**What is needed:** Going through the entries below, copy out each line that contains "backend".

**Source material:**
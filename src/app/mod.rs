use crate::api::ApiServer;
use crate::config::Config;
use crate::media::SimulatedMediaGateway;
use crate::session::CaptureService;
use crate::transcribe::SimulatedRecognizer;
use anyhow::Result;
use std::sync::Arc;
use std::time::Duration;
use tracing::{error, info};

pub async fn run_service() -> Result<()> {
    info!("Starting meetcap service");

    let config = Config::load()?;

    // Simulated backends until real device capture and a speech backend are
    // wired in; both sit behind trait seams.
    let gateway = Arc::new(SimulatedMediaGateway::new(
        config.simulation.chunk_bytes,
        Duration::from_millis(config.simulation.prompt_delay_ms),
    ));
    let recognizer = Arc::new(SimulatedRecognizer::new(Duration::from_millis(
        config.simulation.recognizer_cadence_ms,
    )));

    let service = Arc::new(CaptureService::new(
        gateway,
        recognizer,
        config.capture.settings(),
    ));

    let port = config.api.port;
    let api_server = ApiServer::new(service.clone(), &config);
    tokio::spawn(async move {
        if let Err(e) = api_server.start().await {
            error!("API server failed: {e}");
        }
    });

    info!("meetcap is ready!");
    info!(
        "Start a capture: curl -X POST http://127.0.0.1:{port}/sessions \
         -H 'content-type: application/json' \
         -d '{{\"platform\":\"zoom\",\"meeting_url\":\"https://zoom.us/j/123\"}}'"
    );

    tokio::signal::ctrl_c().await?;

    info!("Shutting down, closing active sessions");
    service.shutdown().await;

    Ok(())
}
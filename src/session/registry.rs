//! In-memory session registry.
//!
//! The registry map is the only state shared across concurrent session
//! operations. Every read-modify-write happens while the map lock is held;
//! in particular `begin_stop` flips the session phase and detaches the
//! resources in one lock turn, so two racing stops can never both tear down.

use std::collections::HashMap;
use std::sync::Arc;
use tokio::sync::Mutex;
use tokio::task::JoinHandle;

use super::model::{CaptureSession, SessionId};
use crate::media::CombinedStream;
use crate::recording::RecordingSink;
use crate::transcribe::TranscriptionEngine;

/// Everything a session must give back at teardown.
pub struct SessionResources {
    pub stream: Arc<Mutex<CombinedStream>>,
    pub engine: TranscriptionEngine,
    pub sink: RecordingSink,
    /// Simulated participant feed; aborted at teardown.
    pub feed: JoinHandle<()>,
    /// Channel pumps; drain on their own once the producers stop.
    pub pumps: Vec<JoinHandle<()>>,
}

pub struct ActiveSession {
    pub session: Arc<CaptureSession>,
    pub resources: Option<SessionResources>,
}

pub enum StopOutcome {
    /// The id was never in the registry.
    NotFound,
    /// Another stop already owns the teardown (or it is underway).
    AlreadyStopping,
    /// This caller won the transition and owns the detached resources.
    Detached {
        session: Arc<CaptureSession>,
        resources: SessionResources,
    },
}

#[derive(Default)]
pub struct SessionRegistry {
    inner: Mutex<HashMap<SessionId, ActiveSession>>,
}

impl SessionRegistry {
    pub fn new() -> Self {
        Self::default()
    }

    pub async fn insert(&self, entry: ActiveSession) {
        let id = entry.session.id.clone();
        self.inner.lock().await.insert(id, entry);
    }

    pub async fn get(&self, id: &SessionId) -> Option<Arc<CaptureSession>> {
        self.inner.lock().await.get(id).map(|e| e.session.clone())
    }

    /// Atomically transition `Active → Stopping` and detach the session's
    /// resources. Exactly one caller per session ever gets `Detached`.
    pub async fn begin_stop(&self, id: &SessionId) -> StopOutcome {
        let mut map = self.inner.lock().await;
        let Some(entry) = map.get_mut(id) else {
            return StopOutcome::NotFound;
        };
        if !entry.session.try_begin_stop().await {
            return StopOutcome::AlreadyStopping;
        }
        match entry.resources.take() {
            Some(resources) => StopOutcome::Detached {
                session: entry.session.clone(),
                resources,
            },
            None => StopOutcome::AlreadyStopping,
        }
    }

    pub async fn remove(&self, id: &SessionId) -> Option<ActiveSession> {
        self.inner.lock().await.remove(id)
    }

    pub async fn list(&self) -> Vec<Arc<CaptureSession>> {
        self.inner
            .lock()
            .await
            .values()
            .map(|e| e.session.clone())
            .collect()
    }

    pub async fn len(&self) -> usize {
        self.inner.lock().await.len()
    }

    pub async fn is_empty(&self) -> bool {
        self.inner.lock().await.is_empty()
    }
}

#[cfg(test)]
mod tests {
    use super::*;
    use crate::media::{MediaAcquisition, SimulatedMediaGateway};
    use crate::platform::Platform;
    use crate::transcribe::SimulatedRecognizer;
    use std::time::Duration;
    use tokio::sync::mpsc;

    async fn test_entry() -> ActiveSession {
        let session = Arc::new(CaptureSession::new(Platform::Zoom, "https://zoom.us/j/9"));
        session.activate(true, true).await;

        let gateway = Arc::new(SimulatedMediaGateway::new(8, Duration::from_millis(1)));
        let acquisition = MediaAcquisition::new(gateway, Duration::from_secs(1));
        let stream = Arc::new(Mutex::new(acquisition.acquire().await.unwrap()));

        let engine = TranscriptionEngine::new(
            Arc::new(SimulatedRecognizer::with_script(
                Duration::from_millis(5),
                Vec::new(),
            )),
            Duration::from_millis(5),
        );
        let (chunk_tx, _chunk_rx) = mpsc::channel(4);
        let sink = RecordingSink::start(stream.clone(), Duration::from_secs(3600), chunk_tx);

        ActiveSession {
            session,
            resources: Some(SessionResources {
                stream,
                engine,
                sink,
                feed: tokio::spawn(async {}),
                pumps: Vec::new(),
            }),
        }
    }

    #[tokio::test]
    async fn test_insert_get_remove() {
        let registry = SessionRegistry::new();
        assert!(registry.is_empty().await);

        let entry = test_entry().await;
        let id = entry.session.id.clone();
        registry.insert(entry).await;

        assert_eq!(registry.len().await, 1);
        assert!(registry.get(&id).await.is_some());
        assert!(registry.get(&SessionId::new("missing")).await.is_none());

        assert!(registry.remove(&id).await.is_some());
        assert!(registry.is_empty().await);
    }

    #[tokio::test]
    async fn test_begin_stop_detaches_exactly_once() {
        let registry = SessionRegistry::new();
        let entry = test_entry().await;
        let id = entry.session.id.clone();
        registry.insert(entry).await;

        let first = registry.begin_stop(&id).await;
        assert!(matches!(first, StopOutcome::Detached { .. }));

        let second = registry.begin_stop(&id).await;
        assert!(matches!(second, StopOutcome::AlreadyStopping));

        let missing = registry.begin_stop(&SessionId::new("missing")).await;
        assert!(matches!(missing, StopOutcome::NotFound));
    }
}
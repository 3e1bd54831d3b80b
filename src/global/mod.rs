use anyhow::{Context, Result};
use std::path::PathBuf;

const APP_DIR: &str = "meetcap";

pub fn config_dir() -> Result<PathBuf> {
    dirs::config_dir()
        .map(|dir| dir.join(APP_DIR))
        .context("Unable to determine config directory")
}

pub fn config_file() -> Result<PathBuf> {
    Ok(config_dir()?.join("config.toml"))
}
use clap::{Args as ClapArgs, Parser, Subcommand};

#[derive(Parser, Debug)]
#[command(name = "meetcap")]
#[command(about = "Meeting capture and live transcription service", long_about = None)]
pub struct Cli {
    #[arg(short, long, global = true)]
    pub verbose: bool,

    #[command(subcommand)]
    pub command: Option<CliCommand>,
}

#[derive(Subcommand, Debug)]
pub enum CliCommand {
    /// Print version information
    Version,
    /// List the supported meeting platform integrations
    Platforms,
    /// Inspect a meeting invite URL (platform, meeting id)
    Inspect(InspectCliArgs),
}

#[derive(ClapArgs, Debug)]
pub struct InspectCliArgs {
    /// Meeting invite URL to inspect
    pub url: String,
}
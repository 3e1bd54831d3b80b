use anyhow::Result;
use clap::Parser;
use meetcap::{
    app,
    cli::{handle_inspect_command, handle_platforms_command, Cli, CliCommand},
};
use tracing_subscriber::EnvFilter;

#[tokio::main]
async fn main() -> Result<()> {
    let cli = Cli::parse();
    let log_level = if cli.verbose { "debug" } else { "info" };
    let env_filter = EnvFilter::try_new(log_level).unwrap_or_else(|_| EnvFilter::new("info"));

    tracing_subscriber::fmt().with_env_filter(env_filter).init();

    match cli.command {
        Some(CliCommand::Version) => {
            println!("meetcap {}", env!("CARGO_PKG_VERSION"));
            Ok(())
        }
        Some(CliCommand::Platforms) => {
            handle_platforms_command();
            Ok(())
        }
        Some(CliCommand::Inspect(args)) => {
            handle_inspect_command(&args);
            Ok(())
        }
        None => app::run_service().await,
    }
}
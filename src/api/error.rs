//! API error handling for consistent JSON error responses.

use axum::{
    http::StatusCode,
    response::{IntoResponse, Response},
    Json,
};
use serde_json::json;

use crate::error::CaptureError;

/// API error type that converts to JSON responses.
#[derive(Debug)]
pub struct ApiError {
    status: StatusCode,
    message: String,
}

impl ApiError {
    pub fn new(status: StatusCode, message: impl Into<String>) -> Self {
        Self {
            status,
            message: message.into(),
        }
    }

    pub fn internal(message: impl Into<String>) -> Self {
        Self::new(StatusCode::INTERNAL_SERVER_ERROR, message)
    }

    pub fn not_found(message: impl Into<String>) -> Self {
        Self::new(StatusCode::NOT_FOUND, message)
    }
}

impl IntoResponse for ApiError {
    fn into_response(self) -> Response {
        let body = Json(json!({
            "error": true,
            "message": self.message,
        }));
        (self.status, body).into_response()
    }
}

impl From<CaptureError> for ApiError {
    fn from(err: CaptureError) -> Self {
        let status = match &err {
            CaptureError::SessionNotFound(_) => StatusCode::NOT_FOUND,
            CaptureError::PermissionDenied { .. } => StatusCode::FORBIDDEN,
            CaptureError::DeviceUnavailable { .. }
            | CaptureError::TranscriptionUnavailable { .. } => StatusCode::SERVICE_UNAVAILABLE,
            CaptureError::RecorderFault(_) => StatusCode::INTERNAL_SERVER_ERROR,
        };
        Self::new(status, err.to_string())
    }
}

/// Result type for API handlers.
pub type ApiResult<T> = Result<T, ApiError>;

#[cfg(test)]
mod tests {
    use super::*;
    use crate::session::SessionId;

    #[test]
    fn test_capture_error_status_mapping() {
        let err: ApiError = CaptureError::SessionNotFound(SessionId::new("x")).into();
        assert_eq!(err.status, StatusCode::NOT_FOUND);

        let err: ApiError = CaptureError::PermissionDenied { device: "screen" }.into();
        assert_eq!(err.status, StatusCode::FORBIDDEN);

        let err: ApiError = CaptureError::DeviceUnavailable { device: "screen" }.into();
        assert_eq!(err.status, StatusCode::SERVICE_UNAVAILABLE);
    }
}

---

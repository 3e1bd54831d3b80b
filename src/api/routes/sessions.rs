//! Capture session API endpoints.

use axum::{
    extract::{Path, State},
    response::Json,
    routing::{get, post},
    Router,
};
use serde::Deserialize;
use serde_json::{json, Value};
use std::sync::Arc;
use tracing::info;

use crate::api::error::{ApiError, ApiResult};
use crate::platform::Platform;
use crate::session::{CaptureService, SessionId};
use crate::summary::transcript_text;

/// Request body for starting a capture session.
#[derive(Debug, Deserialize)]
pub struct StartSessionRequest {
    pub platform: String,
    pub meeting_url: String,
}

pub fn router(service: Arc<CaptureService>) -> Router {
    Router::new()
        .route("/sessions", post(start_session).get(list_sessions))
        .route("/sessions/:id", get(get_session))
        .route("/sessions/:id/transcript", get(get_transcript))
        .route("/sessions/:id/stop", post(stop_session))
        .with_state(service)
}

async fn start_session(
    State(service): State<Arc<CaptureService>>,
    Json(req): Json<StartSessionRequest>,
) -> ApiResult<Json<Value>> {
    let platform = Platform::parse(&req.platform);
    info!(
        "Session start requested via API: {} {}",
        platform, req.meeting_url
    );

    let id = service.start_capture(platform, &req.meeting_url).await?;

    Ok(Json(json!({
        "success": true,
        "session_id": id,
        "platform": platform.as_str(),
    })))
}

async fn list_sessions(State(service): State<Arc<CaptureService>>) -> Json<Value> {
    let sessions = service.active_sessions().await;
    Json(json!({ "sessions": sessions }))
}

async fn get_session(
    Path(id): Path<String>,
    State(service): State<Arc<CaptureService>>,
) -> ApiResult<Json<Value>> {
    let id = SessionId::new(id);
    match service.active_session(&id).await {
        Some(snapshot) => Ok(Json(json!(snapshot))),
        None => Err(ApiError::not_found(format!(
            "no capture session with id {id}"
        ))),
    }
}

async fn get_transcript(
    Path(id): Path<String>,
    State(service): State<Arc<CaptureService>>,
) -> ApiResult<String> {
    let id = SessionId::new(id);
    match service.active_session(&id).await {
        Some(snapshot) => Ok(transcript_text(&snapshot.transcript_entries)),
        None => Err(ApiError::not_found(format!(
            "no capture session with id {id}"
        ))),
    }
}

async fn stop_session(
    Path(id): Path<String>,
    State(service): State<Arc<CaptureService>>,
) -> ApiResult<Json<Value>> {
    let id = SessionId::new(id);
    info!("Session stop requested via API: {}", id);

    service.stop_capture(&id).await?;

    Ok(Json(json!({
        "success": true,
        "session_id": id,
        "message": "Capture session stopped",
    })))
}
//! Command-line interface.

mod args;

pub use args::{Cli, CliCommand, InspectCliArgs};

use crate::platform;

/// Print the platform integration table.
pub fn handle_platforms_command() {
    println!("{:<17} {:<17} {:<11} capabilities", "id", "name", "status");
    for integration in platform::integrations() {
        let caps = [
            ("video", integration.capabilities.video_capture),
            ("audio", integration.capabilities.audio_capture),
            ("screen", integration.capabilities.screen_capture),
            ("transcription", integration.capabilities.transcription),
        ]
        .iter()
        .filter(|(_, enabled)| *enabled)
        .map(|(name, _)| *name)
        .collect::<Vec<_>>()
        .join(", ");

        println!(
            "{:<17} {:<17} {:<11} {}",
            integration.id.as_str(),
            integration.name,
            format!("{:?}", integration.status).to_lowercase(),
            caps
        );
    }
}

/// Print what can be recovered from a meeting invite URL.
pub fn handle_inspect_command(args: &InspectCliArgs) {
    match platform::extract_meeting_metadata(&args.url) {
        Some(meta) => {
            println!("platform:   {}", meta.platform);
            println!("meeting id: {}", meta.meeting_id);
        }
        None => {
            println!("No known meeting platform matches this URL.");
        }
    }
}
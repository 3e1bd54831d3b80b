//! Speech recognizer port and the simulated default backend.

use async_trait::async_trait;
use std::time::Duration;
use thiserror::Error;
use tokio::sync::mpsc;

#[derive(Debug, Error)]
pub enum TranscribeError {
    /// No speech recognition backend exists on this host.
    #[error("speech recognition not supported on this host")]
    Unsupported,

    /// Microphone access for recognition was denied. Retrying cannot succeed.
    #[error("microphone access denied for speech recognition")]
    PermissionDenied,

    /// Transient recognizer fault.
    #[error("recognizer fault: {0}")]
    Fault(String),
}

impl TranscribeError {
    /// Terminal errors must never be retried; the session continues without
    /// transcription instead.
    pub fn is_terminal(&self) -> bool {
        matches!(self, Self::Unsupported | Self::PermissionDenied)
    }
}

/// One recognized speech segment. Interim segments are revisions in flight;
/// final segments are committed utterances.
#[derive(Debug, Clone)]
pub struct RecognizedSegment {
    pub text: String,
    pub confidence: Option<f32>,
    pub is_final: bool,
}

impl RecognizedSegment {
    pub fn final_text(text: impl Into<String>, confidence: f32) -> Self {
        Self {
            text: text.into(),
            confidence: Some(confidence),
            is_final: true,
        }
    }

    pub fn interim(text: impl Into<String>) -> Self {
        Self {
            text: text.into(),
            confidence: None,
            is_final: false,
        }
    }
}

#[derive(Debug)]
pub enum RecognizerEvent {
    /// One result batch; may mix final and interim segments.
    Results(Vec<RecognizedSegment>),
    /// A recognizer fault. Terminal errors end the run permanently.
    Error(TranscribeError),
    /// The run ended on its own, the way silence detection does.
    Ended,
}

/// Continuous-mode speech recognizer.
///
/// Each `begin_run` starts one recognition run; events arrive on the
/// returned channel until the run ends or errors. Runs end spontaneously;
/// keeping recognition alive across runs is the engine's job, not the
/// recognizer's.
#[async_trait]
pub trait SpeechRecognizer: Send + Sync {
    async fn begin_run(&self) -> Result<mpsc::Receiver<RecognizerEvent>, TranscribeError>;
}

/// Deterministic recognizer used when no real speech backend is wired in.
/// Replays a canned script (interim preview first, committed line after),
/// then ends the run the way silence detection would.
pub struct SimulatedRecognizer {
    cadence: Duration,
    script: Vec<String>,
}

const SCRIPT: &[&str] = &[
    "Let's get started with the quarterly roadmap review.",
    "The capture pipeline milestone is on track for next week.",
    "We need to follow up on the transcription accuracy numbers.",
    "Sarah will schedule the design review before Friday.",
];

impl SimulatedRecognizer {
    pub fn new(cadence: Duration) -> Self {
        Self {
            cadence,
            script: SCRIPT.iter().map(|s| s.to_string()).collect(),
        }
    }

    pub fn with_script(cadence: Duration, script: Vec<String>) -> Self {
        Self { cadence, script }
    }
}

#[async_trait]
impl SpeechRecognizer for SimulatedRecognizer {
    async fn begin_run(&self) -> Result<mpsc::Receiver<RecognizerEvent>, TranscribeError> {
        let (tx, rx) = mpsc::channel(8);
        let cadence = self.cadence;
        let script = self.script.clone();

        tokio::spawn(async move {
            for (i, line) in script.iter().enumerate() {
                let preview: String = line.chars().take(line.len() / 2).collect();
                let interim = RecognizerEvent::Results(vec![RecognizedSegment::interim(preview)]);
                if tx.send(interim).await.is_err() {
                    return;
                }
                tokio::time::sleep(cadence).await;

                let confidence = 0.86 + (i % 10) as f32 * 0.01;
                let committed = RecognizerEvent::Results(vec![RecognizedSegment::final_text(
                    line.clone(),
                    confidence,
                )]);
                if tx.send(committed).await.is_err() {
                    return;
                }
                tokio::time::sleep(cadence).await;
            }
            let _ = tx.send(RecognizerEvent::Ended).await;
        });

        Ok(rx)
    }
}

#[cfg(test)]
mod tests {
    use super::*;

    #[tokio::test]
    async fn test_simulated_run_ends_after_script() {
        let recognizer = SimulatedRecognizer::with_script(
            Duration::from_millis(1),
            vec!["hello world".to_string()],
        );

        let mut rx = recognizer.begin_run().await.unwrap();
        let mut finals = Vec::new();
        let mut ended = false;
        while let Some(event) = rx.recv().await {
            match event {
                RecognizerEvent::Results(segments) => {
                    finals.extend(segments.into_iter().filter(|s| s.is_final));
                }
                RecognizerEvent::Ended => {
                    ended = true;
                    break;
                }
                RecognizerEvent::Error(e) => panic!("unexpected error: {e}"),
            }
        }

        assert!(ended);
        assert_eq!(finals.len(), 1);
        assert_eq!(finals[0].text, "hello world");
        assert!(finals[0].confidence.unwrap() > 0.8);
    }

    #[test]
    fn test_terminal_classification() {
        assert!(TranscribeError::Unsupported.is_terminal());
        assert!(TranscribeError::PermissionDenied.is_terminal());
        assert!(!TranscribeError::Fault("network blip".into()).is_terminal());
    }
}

**Output:**
    // Simulated backends until real device capture and a speech backend are
//! Speech recognizer port and the simulated default backend.
    /// No speech recognition backend exists on this host.
/// Deterministic recognizer used when no real speech backend is wired in.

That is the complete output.